-------- Records supplied --------

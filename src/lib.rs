//! Common code for the command line tools that manage an NWP cycling
//! workflow's data.

//
// Public API
//
pub use crate::schedule::{
    cycles, daily_hours, date_windows, leads, CycleSpec, ScheduleConfigError,
};
pub use crate::table_printer::TablePrinter;
pub use crate::util::{bail, parse_date_string, parse_day_string};

pub mod gsi;

//
// Internal only
//
mod schedule;
mod table_printer;
mod util;
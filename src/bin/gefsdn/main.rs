//! GEFS ensemble downloader.
//!
//! Downloads GEFS perturbation member files from the NOAA open data archive
//! on AWS for a range of forecast cycles and stores them in date stamped
//! directories under the download root.
use chrono::{Duration, NaiveDateTime, Timelike, Utc};
use clap::{crate_version, App, Arg, ArgMatches};
use crossbeam_channel as channel;
use cyckit::{bail, parse_date_string, CycleSpec};
use dirs::home_dir;
use pbr::ProgressBar;
use reqwest::StatusCode;
use std::{error::Error, path::PathBuf, str::FromStr};

mod download;
mod generator;
mod sources;
mod writer;

use crate::sources::GefsMember;

const DEFAULT_DAYS_BACK: i64 = 2;

fn main() {
    if let Err(e) = run() {
        println!("error: {}", e);

        let mut err = &*e;

        while let Some(cause) = err.source() {
            println!("caused by: {}", cause);
            err = cause;
        }

        ::std::process::exit(1);
    }
}

fn run() -> Result<(), Box<dyn Error>> {
    const CAPACITY: usize = 16;

    let matches = parse_args();

    let root = matches
        .value_of("root")
        .map(PathBuf::from)
        .or_else(|| home_dir().map(|hd| hd.join("cyckit").join("GEFS")))
        .expect("Invalid root.");

    let spec = build_spec(&matches)?;
    let members = parse_members(&matches);

    let (download_list, already_present) =
        generator::build_download_list(&spec, &members, &root);
    let total = download_list.len();

    println!(
        "Requesting {} files for cycles {} through {} ({} already on disk).",
        total,
        spec.start(),
        spec.end(),
        already_present
    );

    if download_list.is_empty() {
        return Ok(());
    }

    let (generator_tx, dl_rx) = channel::bounded::<StepResult>(CAPACITY);
    let (dl_tx, save_rx) = channel::bounded::<StepResult>(CAPACITY);
    let (save_tx, print_rx) = channel::bounded::<StepResult>(CAPACITY);

    generator::start_generator_thread(download_list, generator_tx);
    download::start_download_threads(dl_rx, dl_tx);
    writer::start_writer_thread(save_rx, save_tx);

    let mut pb = ProgressBar::new(total as u64);
    let mut successes = 0usize;

    for step_result in print_rx {
        use crate::StepResult::*;

        match step_result {
            Success(_) => successes += 1,
            URLNotFound(req) => {
                print!("\u{001b}[300D\u{001b}[K");
                println!("URL does not exist: {}", req.url);
            }
            OtherURLStatus(req, code) => {
                print!("\u{001b}[300D\u{001b}[K");
                println!("  HTTP error ({}): {}.", code, req.url);
            }
            OtherDownloadError(req, msg) | WriteError(req, msg) => {
                print!("\u{001b}[300D\u{001b}[K");
                println!("  {} ({} {} f{:03})", msg, req.member, req.cycle, req.lead);
            }
            _ => unreachable!(),
        }

        pb.inc();
    }
    pb.finish();

    println!("Downloaded {} of {} files into {}.", successes, total, root.display());

    Ok(())
}

fn parse_args() -> ArgMatches<'static> {
    App::new("gefsdn")
        .author("Colin <cgrudzien@users.noreply.github.com>")
        .version(crate_version!())
        .about("Download GEFS ensemble member files from the AWS open data archive.")
        .arg(
            Arg::with_name("start")
                .long("start")
                .takes_value(true)
                .help("The first cycle zero hour. YYYY-MM-DDTHH:MM:SS or YYYY-MM-DD-HH")
                .long_help(concat!(
                    "The zero hour of the first forecast cycle to download.",
                    " Format is YYYY-MM-DDTHH:MM:SS or YYYY-MM-DD-HH. If not specified the",
                    " range is derived from --days-back."
                )),
        )
        .arg(
            Arg::with_name("end")
                .long("end")
                .takes_value(true)
                .requires("start")
                .help("The last cycle zero hour. YYYY-MM-DDTHH:MM:SS or YYYY-MM-DD-HH")
                .long_help(concat!(
                    "The zero hour of the last forecast cycle to download.",
                    " This requires the --start option too."
                )),
        )
        .arg(
            Arg::with_name("days-back")
                .short("d")
                .long("days-back")
                .takes_value(true)
                .conflicts_with_all(&["start", "end"])
                .help("Number of days back to consider.")
                .long_help(concat!(
                    "The number of days back to consider. Cannot use --start or --end with this."
                )),
        )
        .arg(
            Arg::with_name("cycle-int")
                .long("cycle-int")
                .takes_value(true)
                .default_value("24")
                .help("Hours between cycle zero hours."),
        )
        .arg(
            Arg::with_name("fcst-int")
                .long("fcst-int")
                .takes_value(true)
                .default_value("3")
                .help("Hours between forecast outputs after the zero hour."),
        )
        .arg(
            Arg::with_name("max-fcst")
                .long("max-fcst")
                .takes_value(true)
                .default_value("120")
                .help("Max forecast length in hours."),
        )
        .arg(
            Arg::with_name("members")
                .multiple(true)
                .short("m")
                .long("members")
                .takes_value(true)
                .help("Ensemble members to download (e.g. gec00 gep01 gep17).")
                .long_help(concat!(
                    "Ensemble members to download (e.g. gec00 gep01 gep17).",
                    " If not specified, the control and all 20 perturbations are used."
                )),
        )
        .arg(
            Arg::with_name("root")
                .short("r")
                .long("root")
                .takes_value(true)
                .help("Root directory for date stamped download directories."),
        )
        .get_matches()
}

fn build_spec(matches: &ArgMatches) -> Result<CycleSpec, Box<dyn Error>> {
    let days_back = matches
        .value_of("days-back")
        .and_then(|val| val.parse::<i64>().ok())
        .unwrap_or(DEFAULT_DAYS_BACK);

    let mut end = last_synoptic_hour(Utc::now().naive_utc() - Duration::hours(6));
    let mut start = last_synoptic_hour(Utc::now().naive_utc() - Duration::days(days_back));

    if let Some(start_str) = matches.value_of("start") {
        start = parse_date_string(start_str);
    }

    if let Some(end_str) = matches.value_of("end") {
        end = parse_date_string(end_str);
    }

    let cycle_int = parse_hours(matches, "cycle-int");
    let fcst_int = parse_hours(matches, "fcst-int");
    let max_fcst = parse_hours(matches, "max-fcst");

    Ok(CycleSpec::new(start, end, cycle_int, fcst_int, max_fcst)?)
}

fn parse_hours(matches: &ArgMatches, name: &str) -> i64 {
    let val = matches.value_of(name).unwrap(); // Safe, all have defaults.

    val.parse::<i64>()
        .unwrap_or_else(|_| bail(&format!("Could not parse --{}: {}", name, val)))
}

fn parse_members(matches: &ArgMatches) -> Vec<GefsMember> {
    if matches.is_present("members") {
        matches
            .values_of("members")
            .into_iter()
            .flatten()
            .map(|s| {
                GefsMember::from_str(s).unwrap_or_else(|err| bail(&format!("error: {}", err)))
            })
            .collect()
    } else {
        GefsMember::all()
    }
}

// GEFS cycles run at the synoptic hours, snap default ranges down to one.
fn last_synoptic_hour(dt: NaiveDateTime) -> NaiveDateTime {
    let hour = dt.hour() - dt.hour() % 6;
    dt.date().and_hms(hour, 0, 0)
}

// Result from a single step in the processing chain
#[derive(Debug, Clone)]
pub enum StepResult {
    Request(ReqInfo),
    FileAsBytes(ReqInfo, Vec<u8>), // Data still in memory, not yet on disk
    Success(ReqInfo),

    // Errors
    URLNotFound(ReqInfo),
    OtherURLStatus(ReqInfo, StatusCode), // status code returned by reqwest
    OtherDownloadError(ReqInfo, String), // Any other error downloading, error converted to string.
    WriteError(ReqInfo, String),         // Error saving to the date directory
}

#[derive(Debug, Clone)]
pub struct ReqInfo {
    member: GefsMember,
    cycle: NaiveDateTime,
    lead: i64,
    url: String,
    path: PathBuf,
}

--------

→ **Problem statement**
When you reach the line containing "let mut start" in the data above, start copying exactly, and stop after the line containing "fn last_synoptic_hour(dt: NaiveDateTime)".

→ **Exercise answer**
    let mut start = last_synoptic_hour(Utc::now().naive_utc() - Duration::days(days_back));

    if let Some(start_str) = matches.value_of("start") {
        start = parse_date_string(start_str);
    }

    if let Some(end_str) = matches.value_of("end") {
        end = parse_date_string(end_str);
    }

    let cycle_int = parse_hours(matches, "cycle-int");
    let fcst_int = parse_hours(matches, "fcst-int");
    let max_fcst = parse_hours(matches, "max-fcst");

    Ok(CycleSpec::new(start, end, cycle_int, fcst_int, max_fcst)?)
}

fn parse_hours(matches: &ArgMatches, name: &str) -> i64 {
    let val = matches.value_of(name).unwrap(); // Safe, all have defaults.

    val.parse::<i64>()
        .unwrap_or_else(|_| bail(&format!("Could not parse --{}: {}", name, val)))
}

fn parse_members(matches: &ArgMatches) -> Vec<GefsMember> {
    if matches.is_present("members") {
        matches
            .values_of("members")
            .into_iter()
            .flatten()
            .map(|s| {
                GefsMember::from_str(s).unwrap_or_else(|err| bail(&format!("error: {}", err)))
            })
            .collect()
    } else {
        GefsMember::all()
    }
}

// GEFS cycles run at the synoptic hours, snap default ranges down to one.
fn last_synoptic_hour(dt: NaiveDateTime) -> NaiveDateTime {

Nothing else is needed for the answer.